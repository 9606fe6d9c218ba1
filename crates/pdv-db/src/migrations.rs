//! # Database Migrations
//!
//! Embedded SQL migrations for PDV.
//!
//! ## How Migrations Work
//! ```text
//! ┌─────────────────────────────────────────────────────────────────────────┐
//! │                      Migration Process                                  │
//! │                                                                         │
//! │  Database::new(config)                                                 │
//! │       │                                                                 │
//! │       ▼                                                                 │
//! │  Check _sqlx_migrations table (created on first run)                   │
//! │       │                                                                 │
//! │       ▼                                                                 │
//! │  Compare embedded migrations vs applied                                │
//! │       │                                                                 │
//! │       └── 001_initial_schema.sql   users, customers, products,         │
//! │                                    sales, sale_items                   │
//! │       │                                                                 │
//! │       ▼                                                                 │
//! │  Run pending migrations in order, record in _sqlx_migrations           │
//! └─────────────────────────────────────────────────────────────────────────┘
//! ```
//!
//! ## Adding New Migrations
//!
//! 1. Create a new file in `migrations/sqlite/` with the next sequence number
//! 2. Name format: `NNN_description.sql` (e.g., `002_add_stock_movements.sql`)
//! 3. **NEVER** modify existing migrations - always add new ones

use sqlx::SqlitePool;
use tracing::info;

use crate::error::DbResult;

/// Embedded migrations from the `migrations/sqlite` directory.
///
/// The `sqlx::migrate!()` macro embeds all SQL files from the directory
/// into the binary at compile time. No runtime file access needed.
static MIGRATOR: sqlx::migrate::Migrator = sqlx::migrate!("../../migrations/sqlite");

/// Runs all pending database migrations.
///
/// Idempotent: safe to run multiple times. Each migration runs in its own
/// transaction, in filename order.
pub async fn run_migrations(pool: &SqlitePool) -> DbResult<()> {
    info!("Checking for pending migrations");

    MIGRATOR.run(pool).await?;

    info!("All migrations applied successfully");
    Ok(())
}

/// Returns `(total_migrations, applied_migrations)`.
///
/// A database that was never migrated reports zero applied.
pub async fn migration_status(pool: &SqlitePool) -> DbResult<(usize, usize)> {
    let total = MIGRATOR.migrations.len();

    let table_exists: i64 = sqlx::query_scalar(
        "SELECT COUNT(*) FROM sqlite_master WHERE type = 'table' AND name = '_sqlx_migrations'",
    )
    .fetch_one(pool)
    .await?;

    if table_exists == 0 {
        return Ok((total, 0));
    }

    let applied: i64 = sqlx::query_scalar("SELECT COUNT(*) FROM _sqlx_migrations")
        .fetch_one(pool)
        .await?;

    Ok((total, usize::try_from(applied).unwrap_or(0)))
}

### TO DO
Once the records are read, print each of them exactly as written.

### THE COMPLETED TASK
repository 9606fe6d9c218ba1
filename crates/pdv-db/src/migrations.rs
//! # Database Migrations
//!
//! Embedded SQL migrations for PDV.
//!
//! ## How Migrations Work
//! ```text
//! ┌─────────────────────────────────────────────────────────────────────────┐
//! │                      Migration Process                                  │
//! │                                                                         │
//! │  Database::new(config)                                                 │
//! │       │                                                                 │
//! │       ▼                                                                 │
//! │  Check _sqlx_migrations table (created on first run)                   │
//! │       │                                                                 │
//! │       ▼                                                                 │
//! │  Compare embedded migrations vs applied                                │
//! │       │                                                                 │
//! │       └── 001_initial_schema.sql   users, customers, products,         │
//! │                                    sales, sale_items                   │
//! │       │                                                                 │
//! │       ▼                                                                 │
//! │  Run pending migrations in order, record in _sqlx_migrations           │
//! └─────────────────────────────────────────────────────────────────────────┘
//! ```
//!
//! ## Adding New Migrations
//!
//! 1. Create a new file in `migrations/sqlite/` with the next sequence number
//! 2. Name format: `NNN_description.sql` (e.g., `002_add_stock_movements.sql`)
//! 3. **NEVER** modify existing migrations - always add new ones

use sqlx::SqlitePool;
use tracing::info;

use crate::error::DbResult;

/// Embedded migrations from the `migrations/sqlite` directory.
///
/// The `sqlx::migrate!()` macro embeds all SQL files from the directory
/// into the binary at compile time. No runtime file access needed.
static MIGRATOR: sqlx::migrate::Migrator = sqlx::migrate!("../../migrations/sqlite");

/// Runs all pending database migrations.
///
/// Idempotent: safe to run multiple times. Each migration runs in its own
/// transaction, in filename order.
pub async fn run_migrations(pool: &SqlitePool) -> DbResult<()> {
    info!("Checking for pending migrations");

    MIGRATOR.run(pool).await?;

    info!("All migrations applied successfully");
    Ok(())
}

/// Returns `(total_migrations, applied_migrations)`.
///
/// A database that was never migrated reports zero applied.
pub async fn migration_status(pool: &SqlitePool) -> DbResult<(usize, usize)> {
    let total = MIGRATOR.migrations.len();

    let table_exists: i64 = sqlx::query_scalar(
        "SELECT COUNT(*) FROM sqlite_master WHERE type = 'table' AND name = '_sqlx_migrations'",
    )
    .fetch_one(pool)
    .await?;

    if table_exists == 0 {
        return Ok((total, 0));
    }

    let applied: i64 = sqlx::query_scalar("SELECT COUNT(*) FROM _sqlx_migrations")
        .fetch_one(pool)
        .await?;

    Ok((total, usize::try_from(applied).unwrap_or(0)))
}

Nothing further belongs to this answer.